Among those who came to visit her when she was no longer able to travel
was Mother Theresa of Calcutta, who had once pinned on Day's dress the
cross worn only by fully professed members of the Missionary Sisters of
Charity.
Long before her death November 29, 1980, Day found herself regarded by
many as a saint. No words of hers are better known than her brusque
response, "Don't call me a saint. I don't want to be dismissed so easily."
Nonetheless, having herself treasured the memory and witness of many
saints, she is a candidate for inclusion in the calendar of saints. The
Claretians have launched an effort to have her canonized.
"If I have achieved anything in my life," she once remarked, "it is
because I have not been embarrassed to talk about God."
Dorothy Day, founder of the Catholic Worker movement, was born in
Brooklyn, New York, November 8, 1897. After surviving the San Francisco
earthquake in 1906, the Day family moved into a tenement flat in Chicago's
South Side. It was a big step down in the world made necessary because
John Day was out of work. Day's understanding of the shame people feel
when they fail in their efforts dated from this time.

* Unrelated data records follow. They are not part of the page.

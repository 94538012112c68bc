//! Facial landmark capability.

use crate::types::Landmarks;
use image::RgbaImage;
use thiserror::Error;

#[derive(Error, Debug)]
pub enum LandmarkError {
    #[error("model not loaded: {0}")]
    ModelNotLoaded(String),
    #[error("inference failed: {0}")]
    InferenceFailed(String),
    #[error("landmark model returned no points")]
    NoPoints,
    #[error("backend error: {0}")]
    Backend(#[source] Box<dyn std::error::Error + Send + Sync>),
}

/// Locates facial keypoints, normalized to the bounds of the image it is given.
pub trait Landmark {
    fn detect(&mut self, image: &RgbaImage) -> Result<Landmarks, LandmarkError>;
}

impl<T: Landmark + ?Sized> Landmark for Box<T> {
    fn detect(&mut self, image: &RgbaImage) -> Result<Landmarks, LandmarkError> {
        (**self).detect(image)
    }
}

It was in Chicago that Day began to form positive impressions of
Catholicism. Later in life she would recall her discovery of a friend's
mother, a devout Catholic, praying at the side of her bed. Without
embarrassment, she looked up at Day, told her where to find her daughter,
and returned to her prayers. "I felt a burst of love toward [her] that I
have never forgotten," Day recalled.
When John Day was appointed sports editor of a Chicago newspaper, the Day
family moved into a comfortable house on the North Side. Here Dorothy
began to read books that stirred her conscience. Upton Sinclair's novel,
The Jungle, inspired Day to take long walks in poor neighborhoods in
Chicago's South Side. It was the start of a life-long attraction to areas
many people avoid.
Day had a gift for finding beauty in the midst of urban desolation. Drab
streets were transformed by pungent odors: geranium and tomato plants,
garlic, olive oil, roasting coffee, bread and rolls in bakery ovens.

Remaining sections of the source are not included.